Effect of Substitution, Ring Size, and Counterion on the Intermediates Generated in the Gold-Catalyzed Intramolecular Hydroalkoxylation of Allenes

The reaction of 2,2-diphenylhepta-4,5-dien-1-ol (4) with (L)­AuOTs [L = P­(t-Bu)2o-biphenyl] and the reactions of 2,2-diphenylhepta-5,6-dien-1-ol (10) with either (L)­AuOTs or (L)­AuCl/AgSbF6 have been investigated. For both substrates, the mono­(gold) vinyl complexes generated via C–O bond formation have been independently synthesized, and the protodeauration behavior has been investigated. Analysis of the reaction of 4 with (L)­AuOTs supported a mechanism involving rapid and reversible C–O bond formation followed by rate-limiting and stereochemically determining protodeauration.
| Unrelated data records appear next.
//! Logging setup shared by the `wtrack` binary and tests.

use tracing_subscriber::{fmt, prelude::*, EnvFilter};

/// Initialize logging with `warn` as the default level
///
/// Output goes to stderr; RUST_LOG overrides the level.
pub fn init() {
    init_with_level("warn")
}

/// Initialize logging with a specific default level
///
/// # Arguments
/// * `default_level` - Default log level (debug, info, warn, error)
///
/// This can still be overridden by RUST_LOG environment variable.
pub fn init_with_level(default_level: &str) {
    let filter =
        EnvFilter::try_from_default_env().unwrap_or_else(|_| EnvFilter::new(default_level));

    tracing_subscriber::registry()
        .with(filter)
        .with(fmt::layer().compact().with_writer(std::io::stderr))
        .init();
}

/// Initialize logging for testing (captures logs for test output)
#[cfg(test)]
pub fn init_test() {
    let _ = tracing_subscriber::fmt()
        .with_test_writer()
        .with_env_filter(EnvFilter::new("debug"))
        .try_init();
}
Analysis of the reaction of 10 with (L)­AuOTs was in accord with irreversible C–O bond formation followed by rapid auration of the resulting mono­(gold) vinyl complex. In comparison, analysis of the reaction of 10 with (L)­AuCl/AgSbF6 pointed to a mechanism involving rate-limiting C–O bond formation followed by rapid protodeauration of the resulting mono­(gold) vinyl complex without competitive auration.